Young Adult: Internment, With the Fire on High, Birthday, We are the Perfect Girl, Like a Love Story

Young Adult

Internment
Samira Ahmed
Read for Librarian Book Group

An alternate-present distopia where all the Muslims in the US are moved to concentration camps just like the Japanese were during WWII. I found this to be a highly discusssable book, with high stakes that I gobbled up.

I correctly predicted the fate of one of the characters very early on, and I would have liked more of a wrap up, but overall, it was a great read.

Within These Lines
Stephanie Morrill

Hot on the heels of Internment, I read this book about a young couple separated by the forced relocation of people of Japanese descent during World War II. The book excelled in depicting the conditions in the internment camp.

It was also one of those historical fiction books where the characters seem to have been transported from 2019 to the early 1940’s. And there weren’t nearly enough siblings. Both the main characters were only children, somewhat of an anomaly during that time.

With the Fire on High
Elizabeth Acevdo
Read for Librarian Book Group

Man, oh man, do I love this book. I can’t recall the last YA novel I read where the main character is also a mom. And what a good mom she was!

Emoni is also a talented cook and the descriptions of her meal preparation felt like descriptions of how art is made. Ultimately, I think she was a little too perfect, but Acevdo’s writing was so good that I didn’t mind.

Voices: The Final Hours of Joan of Arc
David Elliott
Read for Librarian Book Group

The story of Joan of Arc told in different forms of verse.

I loathed all of the verse. I didn’t like how it was written, I despised the poems arranged in shapes, and I thought the guide that explained the different types of poetry within the book should have been at the beginning, not the end.

That said, it’s a short book, so the torture didn’t go on for an overly long period of time.

Birthday
Meredith Russo

It took me a bit to realize this was the same sort of set up as David Nicholl’s One Day. (Which is, of course, the same set up as Same Time Next Year, which probably has the same set up as something in Ovid I don’t know about.)

Anyway! In this case we have two best friends who share a birthday and we meet them on their 13th birthday. Morgan wants to tell his best friend Eric a secret, because if he can tell Eric, then he can tell his father, and after that maybe he can start telling the world.

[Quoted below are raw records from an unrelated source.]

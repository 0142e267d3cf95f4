//! HTTP client for the product-search service's `GET /search` endpoint.

mod endpoint;

use std::future::Future;
use std::time::Duration;

use janscope_core::{AppConfig, ProductRecord, ProductSearch};
use reqwest::{Client, Url};
use serde::Deserialize;

use crate::error::ClientError;
use crate::options::SearchOptions;
use crate::retry::retry_with_backoff;

use endpoint::{extract_domain, normalize_base_url};

/// Error body the service returns alongside 4xx/5xx statuses.
#[derive(Debug, Deserialize)]
struct ErrorBody {
    detail: serde_json::Value,
}

/// Client for the aggregated product-search service.
///
/// One call to [`SearchClient::search`] returns the complete result set for
/// a keyword or an error; partial bodies are never returned. Transient
/// failures (network errors, 429, 5xx) are retried with exponential backoff
/// up to `max_retries` additional attempts.
pub struct SearchClient {
    client: Client,
    base_url: Url,
    options: SearchOptions,
    max_retries: u32,
    backoff_base_secs: u64,
}

impl SearchClient {
    /// Creates a client from application configuration.
    ///
    /// # Errors
    ///
    /// Returns [`ClientError::InvalidBaseUrl`] if `api_url` cannot be used as
    /// a base endpoint, or [`ClientError::Http`] if the underlying
    /// `reqwest::Client` cannot be constructed.
    pub fn new(config: &AppConfig) -> Result<Self, ClientError> {
        Self::with_base_url(
            &config.api_url,
            config.request_timeout_secs,
            &config.user_agent,
            config.max_retries,
            config.retry_backoff_base_secs,
        )
    }

    /// Creates a client pointed at `base_url` (for tests against wiremock).
    ///
    /// # Errors
    ///
    /// Same as [`SearchClient::new`].
    pub fn with_base_url(
        base_url: &str,
        timeout_secs: u64,
        user_agent: &str,
        max_retries: u32,
        backoff_base_secs: u64,
    ) -> Result<Self, ClientError> {
        let base_url = normalize_base_url(base_url)?;
        let client = Client::builder()
            .timeout(Duration::from_secs(timeout_secs))
            .connect_timeout(Duration::from_secs(10))
            .user_agent(user_agent)
            .build()?;

        Ok(Self {
            client,
            base_url,
            options: SearchOptions::default(),
            max_retries,
            backoff_base_secs,
        })
    }

    /// Attaches service tuning options sent with every search.
    ///
    /// # Errors
    ///
    /// Returns [`ClientError::InvalidOption`] if an option is out of range.
    pub fn with_options(mut self, options: SearchOptions) -> Result<Self, ClientError> {
        options.validate()?;
        self.options = options;
        Ok(self)
    }

    #[must_use]
    pub fn options(&self) -> &SearchOptions {
        &self.options
    }

    /// Searches every marketplace for `keyword` and returns the merged records.
    ///
    /// # Errors
    ///
    /// - [`ClientError::BadRequest`]: HTTP 400, e.g. blank keyword (not retried).
    /// - [`ClientError::RateLimited`]: HTTP 429 after all retries exhausted.
    /// - [`ClientError::UnexpectedStatus`]: any other non-2xx status (5xx retried).
    /// - [`ClientError::Http`]: network or timeout failure after all retries.
    /// - [`ClientError::Deserialize`]: body is not a JSON array of records.
    pub async fn search(&self, keyword: &str) -> Result<Vec<ProductRecord>, ClientError> {
        let url = self.search_url(keyword)?;
        tracing::debug!(
            host = %extract_domain(&self.base_url),
            keyword,
            "requesting product search"
        );

        retry_with_backoff(self.max_retries, self.backoff_base_secs, || {
            let url = url.clone();
            async move {
                let response = self
                    .client
                    .get(url.clone())
                    .header(reqwest::header::ACCEPT, "application/json")
                    .send()
                    .await?;
                let status = response.status();

                if status == reqwest::StatusCode::TOO_MANY_REQUESTS {
                    let retry_after_secs = response
                        .headers()
                        .get(reqwest::header::RETRY_AFTER)
                        .and_then(|v| v.to_str().ok())
                        .and_then(|s| s.parse::<u64>().ok())
                        .unwrap_or(60);
                    return Err(ClientError::RateLimited { retry_after_secs });
                }

                if status == reqwest::StatusCode::BAD_REQUEST {
                    let body = response.text().await?;
                    return Err(ClientError::BadRequest {
                        detail: error_detail(&body),
                    });
                }

                if !status.is_success() {
                    return Err(ClientError::UnexpectedStatus {
                        status: status.as_u16(),
                        url: url.to_string(),
                    });
                }

                let body = response.text().await?;
                serde_json::from_str::<Vec<ProductRecord>>(&body).map_err(|e| {
                    ClientError::Deserialize {
                        context: format!("search results for \"{keyword}\""),
                        source: e,
                    }
                })
            }
        })
        .await
    }

    /// Builds `<base>/search?keyword=...` plus any configured options.
    fn search_url(&self, keyword: &str) -> Result<Url, ClientError> {
        let mut url = self
            .base_url
            .join("search")
            .map_err(|e| ClientError::InvalidBaseUrl {
                base_url: self.base_url.to_string(),
                reason: e.to_string(),
            })?;

        {
            let mut pairs = url.query_pairs_mut();
            pairs.append_pair("keyword", keyword);
            for (name, value) in self.options.query_pairs() {
                pairs.append_pair(name, &value);
            }
        }

        Ok(url)
    }
}

/// Pulls the `detail` message out of an error body, falling back to the raw text.
fn error_detail(body: &str) -> String {
    match serde_json::from_str::<ErrorBody>(body) {
        Ok(ErrorBody {
            detail: serde_json::Value::String(s),
        }) => s,
        Ok(ErrorBody { detail }) => detail.to_string(),
        Err(_) => body.trim().to_owned(),
    }
}

impl ProductSearch for SearchClient {
    type Error = ClientError;

    fn search(
        &self,
        keyword: &str,
    ) -> impl Future<Output = Result<Vec<ProductRecord>, Self::Error>> + Send {
        SearchClient::search(self, keyword)
    }
}

#[cfg(test)]
#[path = "../client_test.rs"]
mod tests;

The stakes are high in this novel. There is no inclusive culture in the small town where the boys live. Life is hard, and both of them are dealing with challenges–poverty, loss of parents, authoritarian parents.

Meredith Russo writes the brutal reality of kids without a support network. This is a hard book, but a good one.

We are the Perfect Girl
Ariel Kaplan

It’s been quite some time since I read such a funny book. Just like in the movies, comedy doesn’t get the same respect as tragedy. It also had very gentle stakes, (no one was going to die, or be killed!) but still packed a punch.

There’s great body image stuff that will probably feel universal for most girls and women, and Kaplan expertly captures pining for a certain someone to love you, while also being convinced they never will love you.

Like a Love Story
Abdi Nazemian

AIDS. It was killing a lot of people during my formative years. And I feel like we’re in a phase of not talking about it.

Enter this book, the story of three kids in New York City. Art is out, Judy is is best friend, and Reza is the new guy at school, lately from Toronto, originally from Iran.

Through their stories, we get the horror and magic that was 1989, the danger of coming out, and the worry and hope of falling in love.

Interspersed with their stories are Art’s note cards written by Judy’s Uncle Stephen as a primer to gay life. I would have liked more of these note cards, but it was a pretty long book, already.

Young Nonfiction

Planting Stories
Anika Aldamuy Denise and Paola Escobar
Read for Librarian Book Group

A beautifully illustrated story of the life of Pura Belpre, librarian, storyteller, puppeteer, and namesake of the award for outstanding works of literature by Lantinx authors and illustrators.

The illustrations are gorgeous. The text had some gaps. For instance: How long did she give up her storytelling to follow her husband around the world?